> _What is needed_
The entries below should be transcribed in their entirety, exactly as written.

> _Exercise data_
//! Credential row access over Postgres
//!
//! The gateway shares its `oauth_connections` table with the service that
//! runs the consent flow. That service creates rows and flips the active
//! flag; this store only ever reads the canonical row and updates token
//! fields and timestamps on it. When several active rows exist for one
//! (user, provider) pair, the most recently created wins.

use std::time::Duration;

use async_trait::async_trait;
use chrono::{DateTime, Utc};
use sqlx::postgres::PgPoolOptions;
use sqlx::{FromRow, PgPool};
use tracing::info;
use uuid::Uuid;

use crate::error::{Error, Result};

/// Lower bound of the Postgres connection pool
const POOL_MIN_CONNECTIONS: u32 = 1;

/// Upper bound of the Postgres connection pool
const POOL_MAX_CONNECTIONS: u32 = 5;

/// How long a statement may wait for a pooled connection
const POOL_ACQUIRE_TIMEOUT: Duration = Duration::from_secs(10);

/// The fields of a credential row the token manager works with.
///
/// `access_token` and `refresh_token` are ciphertext envelopes, never
/// plaintext. `provider_metadata` is opaque to this service and passes
/// through untouched.
#[derive(Debug, Clone, FromRow)]
pub struct ConnectionRow {
    pub id: Uuid,
    pub user_id: String,
    pub access_token: String,
    pub refresh_token: String,
    pub expires_at: DateTime<Utc>,
    pub provider_metadata: Option<serde_json::Value>,
}

/// Read/update access to credential rows.
///
/// A trait seam so the token manager can be exercised against an in-memory
/// store in tests; production uses `PgConnectionStore`.
#[async_trait]
pub trait ConnectionStore: Send + Sync {
    /// Fetch the canonical row for (user, provider): the most recently
    /// created row with the active flag set, or `None`.
    async fn fetch_active(&self, user_id: &str, provider: &str) -> Result<Option<ConnectionRow>>;

    /// Persist refreshed token ciphertexts and the new expiry on an existing
    /// row, stamping `updated_at`.
    async fn update_tokens(
        &self,
        id: Uuid,
        access_ciphertext: &str,
        refresh_ciphertext: &str,
        expires_at: DateTime<Utc>,
    ) -> Result<()>;

    /// Stamp `last_used_at` on a row.
    async fn touch_last_used(&self, id: Uuid) -> Result<()>;

    /// Drain in-flight work and close underlying connections.
    async fn close(&self);
}

/// Postgres-backed credential store.
#[derive(Clone)]
pub struct PgConnectionStore {
    pool: PgPool,
}

impl PgConnectionStore {
    /// Connect with the fixed pool bounds and acquire timeout.
    pub async fn connect(database_url: &str) -> Result<Self> {
        let pool = PgPoolOptions::new()
            .min_connections(POOL_MIN_CONNECTIONS)
            .max_connections(POOL_MAX_CONNECTIONS)
            .acquire_timeout(POOL_ACQUIRE_TIMEOUT)
            .connect(database_url)
            .await
            .map_err(|e| Error::Store(format!("connecting to credential store: {e}")))?;
        info!(
            min = POOL_MIN_CONNECTIONS,
            max = POOL_MAX_CONNECTIONS,
            "credential store pool ready"
        );
        Ok(Self { pool })
    }

    /// Wrap an existing pool (integration tests).
    pub fn new(pool: PgPool) -> Self {
        Self { pool }
    }
}

#[async_trait]
impl ConnectionStore for PgConnectionStore {
    async fn fetch_active(&self, user_id: &str, provider: &str) -> Result<Option<ConnectionRow>> {
        sqlx::query_as::<_, ConnectionRow>(
            r#"
            SELECT id, user_id, access_token, refresh_token, expires_at,
                   provider_metadata
            FROM oauth_connections
            WHERE user_id = $1
              AND provider = $2
              AND is_active = TRUE
            ORDER BY created_at DESC
            LIMIT 1
            "#,
        )
        .bind(user_id)
        .bind(provider)
        .fetch_optional(&self.pool)
        .await
        .map_err(|e| Error::Store(format!("fetching connection row: {e}")))
    }

    async fn update_tokens(
        &self,
        id: Uuid,
        access_ciphertext: &str,
        refresh_ciphertext: &str,
        expires_at: DateTime<Utc>,
    ) -> Result<()> {
        sqlx::query(
            r#"
            UPDATE oauth_connections
            SET access_token = $1, refresh_token = $2, expires_at = $3, updated_at = NOW()
            WHERE id = $4
            "#,
        )
        .bind(access_ciphertext)
        .bind(refresh_ciphertext)
        .bind(expires_at)
        .bind(id)
        .execute(&self.pool)
        .await
        .map_err(|e| Error::Store(format!("persisting refreshed tokens: {e}")))?;
        Ok(())
    }

    async fn touch_last_used(&self, id: Uuid) -> Result<()> {
        sqlx::query("UPDATE oauth_connections SET last_used_at = NOW() WHERE id = $1")
            .bind(id)
            .execute(&self.pool)
            .await
            .map_err(|e| Error::Store(format!("stamping last_used_at: {e}")))?;
        Ok(())
    }

    async fn close(&self) {
        self.pool.close().await;
    }
}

> _Exercise answer_
//! Credential row access over Postgres
//!
//! The gateway shares its `oauth_connections` table with the service that
//! runs the consent flow. That service creates rows and flips the active
//! flag; this store only ever reads the canonical row and updates token
//! fields and timestamps on it. When several active rows exist for one
//! (user, provider) pair, the most recently created wins.

use std::time::Duration;

use async_trait::async_trait;
use chrono::{DateTime, Utc};
use sqlx::postgres::PgPoolOptions;
use sqlx::{FromRow, PgPool};
use tracing::info;
use uuid::Uuid;

use crate::error::{Error, Result};

/// Lower bound of the Postgres connection pool
const POOL_MIN_CONNECTIONS: u32 = 1;

/// Upper bound of the Postgres connection pool
const POOL_MAX_CONNECTIONS: u32 = 5;

/// How long a statement may wait for a pooled connection
const POOL_ACQUIRE_TIMEOUT: Duration = Duration::from_secs(10);

/// The fields of a credential row the token manager works with.
///
/// `access_token` and `refresh_token` are ciphertext envelopes, never
/// plaintext. `provider_metadata` is opaque to this service and passes
/// through untouched.
#[derive(Debug, Clone, FromRow)]
pub struct ConnectionRow {
    pub id: Uuid,
    pub user_id: String,
    pub access_token: String,
    pub refresh_token: String,
    pub expires_at: DateTime<Utc>,
    pub provider_metadata: Option<serde_json::Value>,
}

/// Read/update access to credential rows.
///
/// A trait seam so the token manager can be exercised against an in-memory
/// store in tests; production uses `PgConnectionStore`.
#[async_trait]
pub trait ConnectionStore: Send + Sync {
    /// Fetch the canonical row for (user, provider): the most recently
    /// created row with the active flag set, or `None`.
    async fn fetch_active(&self, user_id: &str, provider: &str) -> Result<Option<ConnectionRow>>;

    /// Persist refreshed token ciphertexts and the new expiry on an existing
    /// row, stamping `updated_at`.
    async fn update_tokens(
        &self,
        id: Uuid,
        access_ciphertext: &str,
        refresh_ciphertext: &str,
        expires_at: DateTime<Utc>,
    ) -> Result<()>;

    /// Stamp `last_used_at` on a row.
    async fn touch_last_used(&self, id: Uuid) -> Result<()>;

    /// Drain in-flight work and close underlying connections.
    async fn close(&self);
}

/// Postgres-backed credential store.
#[derive(Clone)]
pub struct PgConnectionStore {
    pool: PgPool,
}

impl PgConnectionStore {
    /// Connect with the fixed pool bounds and acquire timeout.
    pub async fn connect(database_url: &str) -> Result<Self> {
        let pool = PgPoolOptions::new()
            .min_connections(POOL_MIN_CONNECTIONS)
            .max_connections(POOL_MAX_CONNECTIONS)
            .acquire_timeout(POOL_ACQUIRE_TIMEOUT)
            .connect(database_url)
            .await
            .map_err(|e| Error::Store(format!("connecting to credential store: {e}")))?;
        info!(
            min = POOL_MIN_CONNECTIONS,
            max = POOL_MAX_CONNECTIONS,
            "credential store pool ready"
        );
        Ok(Self { pool })
    }

    /// Wrap an existing pool (integration tests).
    pub fn new(pool: PgPool) -> Self {
        Self { pool }
    }
}

#[async_trait]
impl ConnectionStore for PgConnectionStore {
    async fn fetch_active(&self, user_id: &str, provider: &str) -> Result<Option<ConnectionRow>> {
        sqlx::query_as::<_, ConnectionRow>(
            r#"
            SELECT id, user_id, access_token, refresh_token, expires_at,
                   provider_metadata
            FROM oauth_connections
            WHERE user_id = $1
              AND provider = $2
              AND is_active = TRUE
            ORDER BY created_at DESC
            LIMIT 1
            "#,
        )
        .bind(user_id)
        .bind(provider)
        .fetch_optional(&self.pool)
        .await
        .map_err(|e| Error::Store(format!("fetching connection row: {e}")))
    }

    async fn update_tokens(
        &self,
        id: Uuid,
        access_ciphertext: &str,
        refresh_ciphertext: &str,
        expires_at: DateTime<Utc>,
    ) -> Result<()> {
        sqlx::query(
            r#"
            UPDATE oauth_connections
            SET access_token = $1, refresh_token = $2, expires_at = $3, updated_at = NOW()
            WHERE id = $4
            "#,
        )
        .bind(access_ciphertext)
        .bind(refresh_ciphertext)
        .bind(expires_at)
        .bind(id)
        .execute(&self.pool)
        .await
        .map_err(|e| Error::Store(format!("persisting refreshed tokens: {e}")))?;
        Ok(())
    }

    async fn touch_last_used(&self, id: Uuid) -> Result<()> {
        sqlx::query("UPDATE oauth_connections SET last_used_at = NOW() WHERE id = $1")
            .bind(id)
            .execute(&self.pool)
            .await
            .map_err(|e| Error::Store(format!("stamping last_used_at: {e}")))?;
        Ok(())
    }

    async fn close(&self) {
        self.pool.close().await;
    }
}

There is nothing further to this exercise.